The challenge: small RNA-sequencing, especially for challenging input samples such as biofluids, exosomes, or low cell numbers, is prone to sequencing bias. In addition, the comparison of microRNAs and other small RNAs between sample types with differing RNA compositions is skewed based on the assumption of a constant amount of small RNAs per sample (the underlying hypothesis for reads per million (RPM) normalization).
Our solution: miND® Spike-Ins are a novel quality control parameter and normalizer that consists of seven oligonucleotides, each characterized by a unique core sequence flanked by 4 randomized nucleotides. miND® Spike-Ins are provided in a specific ratio to cover the broad concentration range of endogenous small RNAs.
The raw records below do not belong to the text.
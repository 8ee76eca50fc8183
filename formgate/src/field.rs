//! Field state machine.
//!
//! ```text
//!            validate            validate
//! Unknown ───────────► Valid ◄───────────► Invalid
//!    ▲                   │                    │
//!    └────── reset ──────┴────── reset ───────┘
//! ```
//!
//! `touched` and `changed` only ever go from false to true until the next
//! reset.

use std::fmt;
use std::sync::{Arc, RwLock};

use crate::rules::Rules;
use crate::scheduler::DebounceSlot;
use crate::value::FieldValue;

/// Tri-state validity of a field.
#[derive(Debug, Clone, Copy, Default, PartialEq, Eq, Hash)]
pub enum Validity {
    /// Never validated since registration or the last reset.
    #[default]
    Unknown,
    Valid,
    Invalid,
}

impl Validity {
    pub fn is_valid(self) -> bool {
        self == Validity::Valid
    }

    pub fn is_invalid(self) -> bool {
        self == Validity::Invalid
    }

    pub fn is_unknown(self) -> bool {
        self == Validity::Unknown
    }
}

impl From<bool> for Validity {
    fn from(valid: bool) -> Self {
        if valid {
            Validity::Valid
        } else {
            Validity::Invalid
        }
    }
}

impl fmt::Display for Validity {
    fn fmt(&self, f: &mut fmt::Formatter<'_>) -> fmt::Result {
        match self {
            Validity::Unknown => f.write_str("unknown"),
            Validity::Valid => f.write_str("valid"),
            Validity::Invalid => f.write_str("invalid"),
        }
    }
}

/// Snapshot of a field's mutable state.
#[derive(Debug, Clone, Default, PartialEq)]
pub struct FieldState {
    pub value: FieldValue,
    pub valid: Validity,
    pub changed: bool,
    pub touched: bool,
    pub validated: bool,
}

struct FieldShared {
    id: String,
    rules: Rules,
    required: bool,
    state: RwLock<FieldState>,
    debounce: DebounceSlot,
}

/// Handle to a registered field.
///
/// Cheap to clone; clones refer to the same field. Inputs keep the handle
/// returned by registration to render their own validity.
#[derive(Clone)]
pub struct Field {
    shared: Arc<FieldShared>,
}

impl Field {
    pub(crate) fn new(id: impl Into<String>, rules: Rules, value: FieldValue) -> Self {
        let required = rules.is_required();
        Self {
            shared: Arc::new(FieldShared {
                id: id.into(),
                rules,
                required,
                state: RwLock::new(FieldState {
                    value,
                    ..Default::default()
                }),
                debounce: DebounceSlot::new(),
            }),
        }
    }

    /// Id the field was registered under.
    pub fn id(&self) -> &str {
        &self.shared.id
    }

    pub fn rules(&self) -> &Rules {
        &self.shared.rules
    }

    /// Fixed at registration.
    pub fn is_required(&self) -> bool {
        self.shared.required
    }

    // -------------------------------------------------------------------------
    // Read methods
    // -------------------------------------------------------------------------

    /// Last observed value.
    pub fn value(&self) -> FieldValue {
        self.read(|s| s.value.clone())
    }

    pub fn validity(&self) -> Validity {
        self.read(|s| s.valid)
    }

    pub fn is_changed(&self) -> bool {
        self.read(|s| s.changed)
    }

    pub fn is_touched(&self) -> bool {
        self.read(|s| s.touched)
    }

    pub fn is_validated(&self) -> bool {
        self.read(|s| s.validated)
    }

    /// Copy of the whole mutable state.
    pub fn state(&self) -> FieldState {
        self.read(FieldState::clone)
    }

    // -------------------------------------------------------------------------
    // Write methods
    // -------------------------------------------------------------------------

    /// Mark the field as touched. Does not validate.
    pub fn touch(&self) {
        self.write(|s| s.touched = true);
    }

    /// Return validity and flags to their initial state. Keeps the value.
    pub fn reset(&self) {
        self.write(|s| {
            s.valid = Validity::Unknown;
            s.changed = false;
            s.touched = false;
            s.validated = false;
        });
    }

    pub(crate) fn set_value(&self, value: FieldValue) {
        self.write(|s| s.value = value);
    }

    /// Store the outcome of a validation pass.
    pub(crate) fn record(&self, valid: bool) {
        self.write(|s| {
            s.valid = Validity::from(valid);
            s.changed = true;
            s.validated = true;
        });
    }

    pub(crate) fn debounce_slot(&self) -> &DebounceSlot {
        &self.shared.debounce
    }

    fn read<R>(&self, f: impl FnOnce(&FieldState) -> R) -> R {
        match self.shared.state.read() {
            Ok(guard) => f(&guard),
            Err(poisoned) => f(&poisoned.into_inner()),
        }
    }

    fn write(&self, f: impl FnOnce(&mut FieldState)) {
        match self.shared.state.write() {
            Ok(mut guard) => f(&mut guard),
            Err(poisoned) => f(&mut poisoned.into_inner()),
        }
    }
}

impl fmt::Debug for Field {
    fn fmt(&self, f: &mut fmt::Formatter<'_>) -> fmt::Result {
        f.debug_struct("Field")
            .field("id", &self.shared.id)
            .field("required", &self.shared.required)
            .field("state", &self.state())
            .finish()
    }
}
Simplicity: miND® Spike-Ins come as ready-to-use reagents. No dilution, mixing, or change in your workflow is required – miND® spike-ins are directly added to your RNA sample and used for NGS library preparation.
Sample-to-insight: our public data analysis pipeline was specifically developed to convert small RNA-sequencing raw data into a simple but comprehensive report providing full access to your data in the conventional way (RPM, read count) as well as in absolute concentrations. On top of that, we have added several unsupervised and supervised analyses and QC parameters to the report.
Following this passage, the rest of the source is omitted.